Low birth weight is responsible for about 800,000 infant deaths a year and is major issue for malaria-infected pregnant women and. It’s estimated about 125 million women living in malaria endemic areas become pregnant every year, further highlighting the urgent need for a vaccine.
Co-Head of Burnet’s Centre for Biomedical Research, Professor James Beeson and his team, with collaborators at the Papua New Guinea Institute of Medical Research, have also made progress in vaccine development by looking at particular malaria proteins and the role they play in the body’s immune response to malaria.
Published in the Journal of Immunology, the study systematically evaluated dozens of malaria proteins that could be important targets of human immunity.
“We started with over 90 proteins initially, then narrowed the focus to 46. We then performed detailed studies of immune responses to all of these proteins in 200 Papua New Guinean school children,” Professor Beeson explained.
“We identified several proteins that appear to be major targets of protective immunity and are strong candidates for vaccine development.
“These ‘new’ vaccine candidates were much more strongly associated with protective immunity than vaccines currently in clinical trials.”
Professor Beeson pointed out that these identified proteins may advance the development of effective vaccines and help develop tools to monitor immunity, identify populations at high risk, and track changes over time in communities with malaria.
New drugs urgently needed
Dr Paul Gilson, alongside Burnet Director and CEO, Professor Brendan Crabb, is investigating how malaria parasites infect human red blood cells, where they grow and multiply, and how the parasite-infected red blood cells avoid the immune system.
“We are specifically trying to discover how the malaria parasite reads the red blood cell surface and then makes the decision to invade it. Once inside, the malaria parasite synthesises sticky, Velcro-like proteins and sends them out to the surface of the red blood cell causing the cell to bind to the walls of blood vessels,” Dr Gilson explained.

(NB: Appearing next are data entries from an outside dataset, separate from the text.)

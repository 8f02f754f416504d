use std::sync::{Arc, Mutex};

use chrono::{DateTime, Utc};
use rusqlite::Connection;
use serde::Serialize;
use tracing::info;
use uuid::Uuid;

use crate::{
    db::init_db,
    error::{QueueError, Result},
    types::{EnqueueOptions, Job, JobState},
};

const JOB_COLUMNS: &str = "id, name, payload, state, run_at, remove_on_complete,
                           attempted_at, result, created_at, updated_at";

/// Per-state row counts for introspection.
#[derive(Debug, Clone, Copy, Default, Serialize)]
pub struct QueueCounts {
    pub pending: u64,
    pub active: u64,
    pub completed: u64,
    pub failed: u64,
}

/// Shared handle to the durable queue.
///
/// Clones share one `Connection` behind a mutex; SQLite serializes writers,
/// so management calls and the dispatcher poll never observe a half-applied
/// state transition.
#[derive(Clone)]
pub struct JobQueue {
    conn: Arc<Mutex<Connection>>,
}

impl JobQueue {
    /// Wrap an open connection, initialising the schema if needed.
    pub fn new(conn: Connection) -> Result<Self> {
        init_db(&conn)?;
        Ok(Self {
            conn: Arc::new(Mutex::new(conn)),
        })
    }

    /// In-memory queue for tests.
    pub fn open_in_memory() -> Result<Self> {
        Self::new(Connection::open_in_memory()?)
    }

    /// Persist a new `pending` job claimable at `run_at`.
    ///
    /// `name` is a lookup key, not an identity: enqueueing the same name
    /// twice yields two independent rows.
    pub fn enqueue(
        &self,
        name: &str,
        payload: serde_json::Value,
        run_at: DateTime<Utc>,
        opts: EnqueueOptions,
    ) -> Result<Job> {
        let conn = self.conn.lock().unwrap();
        let now_str = Utc::now().to_rfc3339();
        let id = Uuid::new_v4().to_string();
        let payload_str = payload.to_string();

        conn.execute(
            "INSERT INTO jobs
             (id, name, payload, state, run_at, remove_on_complete,
              attempted_at, result, created_at, updated_at)
             VALUES (?1,?2,?3,'pending',?4,?5,NULL,NULL,?6,?6)",
            rusqlite::params![
                id,
                name,
                payload_str,
                run_at.to_rfc3339(),
                opts.remove_on_complete,
                now_str
            ],
        )?;

        info!(job_id = %id, %name, run_at = %run_at, "job enqueued");

        Ok(Job {
            id,
            name: name.to_string(),
            payload: payload_str,
            state: JobState::Pending,
            run_at,
            remove_on_complete: opts.remove_on_complete,
            attempted_at: None,
            result: None,
            created_at: now_str.clone(),
            updated_at: now_str,
        })
    }

    /// All non-terminal (pending or active) jobs carrying `name`.
    pub fn find_by_name(&self, name: &str) -> Result<Vec<Job>> {
        let conn = self.conn.lock().unwrap();
        let mut stmt = conn.prepare(&format!(
            "SELECT {JOB_COLUMNS} FROM jobs
             WHERE name = ?1 AND state IN ('pending', 'active')
             ORDER BY created_at",
        ))?;
        let jobs = stmt
            .query_map([name], row_to_parts)?
            .filter_map(|r| r.ok().and_then(parts_to_job))
            .collect();
        Ok(jobs)
    }

    /// Claim every job whose `run_at` has elapsed, flipping it to `active`.
    ///
    /// The flip is a state-guarded UPDATE: an affected-row count of 1 means
    /// this caller owns the job, 0 means another claimer (or a concurrent
    /// removal) won the race. A job is never returned before its `run_at`.
    pub fn claim_due(&self, now: DateTime<Utc>) -> Result<Vec<Job>> {
        let conn = self.conn.lock().unwrap();
        let now_str = now.to_rfc3339();

        // Collect eagerly inside the block so `stmt` is dropped before we
        // borrow `conn` again for the UPDATEs below.
        let due: Vec<Job> = {
            let mut stmt = conn.prepare_cached(&format!(
                "SELECT {JOB_COLUMNS} FROM jobs
                 WHERE state = 'pending' AND run_at <= ?1
                 ORDER BY run_at",
            ))?;
            let jobs = stmt.query_map([&now_str], row_to_parts)?
                .filter_map(|r| r.ok().and_then(parts_to_job))
                .collect();
            jobs
        };

        let mut claimed = Vec::new();
        for mut job in due {
            let n = conn.execute(
                "UPDATE jobs SET state = 'active', attempted_at = ?1, updated_at = ?1
                 WHERE id = ?2 AND state = 'pending'",
                rusqlite::params![now_str, job.id],
            )?;
            if n == 1 {
                job.state = JobState::Active;
                job.attempted_at = Some(now_str.clone());
                job.updated_at = now_str.clone();
                claimed.push(job);
            }
        }
        Ok(claimed)
    }

    /// Delete a `pending` job. An `active` job is refused with `JobActive`;
    /// an unknown id with `JobNotFound`.
    pub fn remove(&self, id: &str) -> Result<()> {
        let conn = self.conn.lock().unwrap();
        let n = conn.execute(
            "DELETE FROM jobs WHERE id = ?1 AND state = 'pending'",
            [id],
        )?;
        if n == 1 {
            info!(job_id = %id, "job removed");
            return Ok(());
        }

        let state: Option<String> = conn
            .query_row("SELECT state FROM jobs WHERE id = ?1", [id], |row| {
                row.get(0)
            })
            .map(Some)
            .or_else(|e| match e {
                rusqlite::Error::QueryReturnedNoRows => Ok(None),
                other => Err(other),
            })?;

        match state.as_deref() {
            Some("active") => Err(QueueError::JobActive { id: id.to_string() }),
            _ => Err(QueueError::JobNotFound { id: id.to_string() }),
        }
    }

    /// Record a successful run. Rows enqueued with `remove_on_complete` are
    /// discarded outright; others keep a `completed` record with `result`.
    pub fn complete(&self, id: &str, result: serde_json::Value) -> Result<()> {
        let conn = self.conn.lock().unwrap();
        let discard: bool = conn
            .query_row(
                "SELECT remove_on_complete FROM jobs WHERE id = ?1",
                [id],
                |row| row.get(0),
            )
            .map_err(|e| match e {
                rusqlite::Error::QueryReturnedNoRows => {
                    QueueError::JobNotFound { id: id.to_string() }
                }
                other => QueueError::Database(other),
            })?;

        if discard {
            conn.execute("DELETE FROM jobs WHERE id = ?1", [id])?;
        } else {
            conn.execute(
                "UPDATE jobs SET state = 'completed', result = ?1, updated_at = ?2
                 WHERE id = ?3",
                rusqlite::params![result.to_string(), Utc::now().to_rfc3339(), id],
            )?;
        }
        info!(job_id = %id, discard, "job completed");
        Ok(())
    }

    /// Record a failed run. The row stays queryable as `failed` until it is
    /// explicitly cleaned up.
    pub fn fail(&self, id: &str, error: &str) -> Result<()> {
        let conn = self.conn.lock().unwrap();
        let n = conn.execute(
            "UPDATE jobs SET state = 'failed', result = ?1, updated_at = ?2
             WHERE id = ?3",
            rusqlite::params![error, Utc::now().to_rfc3339(), id],
        )?;
        if n == 0 {
            return Err(QueueError::JobNotFound { id: id.to_string() });
        }
        info!(job_id = %id, %error, "job failed");
        Ok(())
    }

    /// Per-state row counts for the dashboard.
    pub fn counts(&self) -> Result<QueueCounts> {
        let conn = self.conn.lock().unwrap();
        let mut stmt = conn.prepare("SELECT state, COUNT(*) FROM jobs GROUP BY state")?;
        let mut counts = QueueCounts::default();
        let rows = stmt.query_map([], |row| {
            Ok((row.get::<_, String>(0)?, row.get::<_, u64>(1)?))
        })?;
        for row in rows {
            let (state, n) = row?;
            match state.as_str() {
                "pending" => counts.pending = n,
                "active" => counts.active = n,
                "completed" => counts.completed = n,
                "failed" => counts.failed = n,
                _ => {}
            }
        }
        Ok(counts)
    }

    /// Most recently created jobs, newest first.
    pub fn list_jobs(&self, limit: u32) -> Result<Vec<Job>> {
        let conn = self.conn.lock().unwrap();
        let mut stmt = conn.prepare(&format!(
            "SELECT {JOB_COLUMNS} FROM jobs ORDER BY created_at DESC LIMIT ?1",
        ))?;
        let jobs = stmt
            .query_map([limit], row_to_parts)?
            .filter_map(|r| r.ok().and_then(parts_to_job))
            .collect();
        Ok(jobs)
    }
}

type JobParts = (
    String,         // id
    String,         // name
    String,         // payload
    String,         // state
    String,         // run_at
    bool,           // remove_on_complete
    Option<String>, // attempted_at
    Option<String>, // result
    String,         // created_at
    String,         // updated_at
);

fn row_to_parts(row: &rusqlite::Row<'_>) -> rusqlite::Result<JobParts> {
    Ok((
        row.get(0)?,
        row.get(1)?,
        row.get(2)?,
        row.get(3)?,
        row.get(4)?,
        row.get(5)?,
        row.get(6)?,
        row.get(7)?,
        row.get(8)?,
        row.get(9)?,
    ))
}

fn parts_to_job(parts: JobParts) -> Option<Job> {
    let (
        id,
        name,
        payload,
        state_str,
        run_at_str,
        remove_on_complete,
        attempted_at,
        result,
        created_at,
        updated_at,
    ) = parts;
    let state: JobState = state_str.parse().ok()?;
    let run_at = DateTime::parse_from_rfc3339(&run_at_str)
        .ok()?
        .with_timezone(&Utc);
    Some(Job {
        id,
        name,
        payload,
        state,
        run_at,
        remove_on_complete,
        attempted_at,
        result,
        created_at,
        updated_at,
    })
}

#[cfg(test)]
mod tests {
    use super::*;
    use chrono::Duration;
    use serde_json::json;

    fn queue() -> JobQueue {
        JobQueue::open_in_memory().unwrap()
    }

    fn enqueue_at(q: &JobQueue, name: &str, run_at: DateTime<Utc>) -> Job {
        q.enqueue(name, json!({"k": "v"}), run_at, EnqueueOptions::default())
            .unwrap()
    }

    #[test]
    fn claim_returns_nothing_before_run_at() {
        let q = queue();
        let now = Utc::now();
        enqueue_at(&q, "HttpCall-1", now + Duration::minutes(5));

        assert!(q.claim_due(now).unwrap().is_empty());
    }

    #[test]
    fn claim_picks_up_due_job_exactly_once() {
        let q = queue();
        let now = Utc::now();
        let job = enqueue_at(&q, "HttpCall-1", now - Duration::seconds(1));

        let first = q.claim_due(now).unwrap();
        assert_eq!(first.len(), 1);
        assert_eq!(first[0].id, job.id);
        assert_eq!(first[0].state, JobState::Active);

        // Second poll sees no pending rows — at most one claimer.
        assert!(q.claim_due(now).unwrap().is_empty());
    }

    #[test]
    fn overdue_pending_jobs_survive_and_stay_claimable() {
        // Simulates a restart: run_at long past, job still pending.
        let q = queue();
        let now = Utc::now();
        enqueue_at(&q, "HttpCall-1", now - Duration::hours(3));

        assert_eq!(q.claim_due(now).unwrap().len(), 1);
    }

    #[test]
    fn pending_job_can_be_removed() {
        let q = queue();
        let job = enqueue_at(&q, "HttpCall-1", Utc::now() + Duration::minutes(5));

        q.remove(&job.id).unwrap();
        assert!(q.find_by_name("HttpCall-1").unwrap().is_empty());
    }

    #[test]
    fn active_job_cannot_be_removed() {
        let q = queue();
        let now = Utc::now();
        let job = enqueue_at(&q, "HttpCall-1", now - Duration::seconds(1));
        q.claim_due(now).unwrap();

        match q.remove(&job.id) {
            Err(QueueError::JobActive { id }) => assert_eq!(id, job.id),
            other => panic!("expected JobActive, got {other:?}"),
        }
    }

    #[test]
    fn removing_unknown_id_is_not_found() {
        let q = queue();
        assert!(matches!(
            q.remove("nope"),
            Err(QueueError::JobNotFound { .. })
        ));
    }

    #[test]
    fn complete_discards_row_when_requested() {
        let q = queue();
        let now = Utc::now();
        let job = q
            .enqueue(
                "HttpCall-1",
                json!({}),
                now - Duration::seconds(1),
                EnqueueOptions {
                    remove_on_complete: true,
                },
            )
            .unwrap();
        q.claim_due(now).unwrap();

        q.complete(&job.id, json!({"status": 200})).unwrap();
        let counts = q.counts().unwrap();
        assert_eq!(counts.completed, 0);
        assert!(q.list_jobs(10).unwrap().is_empty());
    }

    #[test]
    fn complete_keeps_record_without_discard_option() {
        let q = queue();
        let now = Utc::now();
        let job = enqueue_at(&q, "HttpCall-1", now - Duration::seconds(1));
        q.claim_due(now).unwrap();

        q.complete(&job.id, json!({"status": 204})).unwrap();
        let jobs = q.list_jobs(10).unwrap();
        assert_eq!(jobs.len(), 1);
        assert_eq!(jobs[0].state, JobState::Completed);
        assert!(jobs[0].result.as_deref().unwrap().contains("204"));
    }

    #[test]
    fn fail_keeps_row_queryable_with_error() {
        let q = queue();
        let now = Utc::now();
        let job = enqueue_at(&q, "HttpCall-1", now - Duration::seconds(1));
        q.claim_due(now).unwrap();

        q.fail(&job.id, "Request failed with status 503").unwrap();
        let jobs = q.list_jobs(10).unwrap();
        assert_eq!(jobs[0].state, JobState::Failed);
        assert_eq!(
            jobs[0].result.as_deref(),
            Some("Request failed with status 503")
        );
        assert_eq!(q.counts().unwrap().failed, 1);
    }

    #[test]
    fn find_by_name_returns_all_duplicates() {
        let q = queue();
        let later = Utc::now() + Duration::minutes(5);
        enqueue_at(&q, "HttpCall-7", later);
        enqueue_at(&q, "HttpCall-7", later);
        enqueue_at(&q, "HttpCall-8", later);

        assert_eq!(q.find_by_name("HttpCall-7").unwrap().len(), 2);
        assert_eq!(q.find_by_name("HttpCall-8").unwrap().len(), 1);
        assert!(q.find_by_name("HttpCall-9").unwrap().is_empty());
    }

    #[test]
    fn counts_track_states() {
        let q = queue();
        let now = Utc::now();
        enqueue_at(&q, "HttpCall-1", now + Duration::minutes(5));
        enqueue_at(&q, "HttpCall-2", now - Duration::seconds(1));
        q.claim_due(now).unwrap();

        let counts = q.counts().unwrap();
        assert_eq!(counts.pending, 1);
        assert_eq!(counts.active, 1);
    }
}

“This keeps the infected blood cells away from the spleen, a blood-filtering organ that can destroy the infected cells.”
Over the next few years, Dr Gilson hopes to develop drugs that block the parasite’s capacity to invade red blood cells and to export the Velcro-like proteins.
Home-based diagnosis in Papua New Guinea
Burnet’s Centre for International Health is looking at ways to best implement interventions to try and manage malaria on a community level in PNG.
International health specialist Lisa Davidson trained 200 community-based volunteers for the Home-Based Malaria Management project in Kokopo, East New Britain, a province on an island east of the PNG mainland.
The project, is exploring the viability of village-based volunteers to be the first point of contact for diagnosis and treatment of malaria in pregnant women and children under five.
“Early diagnosis and treatment of malaria significantly reduces the morbidity and mortality of the disease, particularly in children and pregnant women,” Ms Davidson said.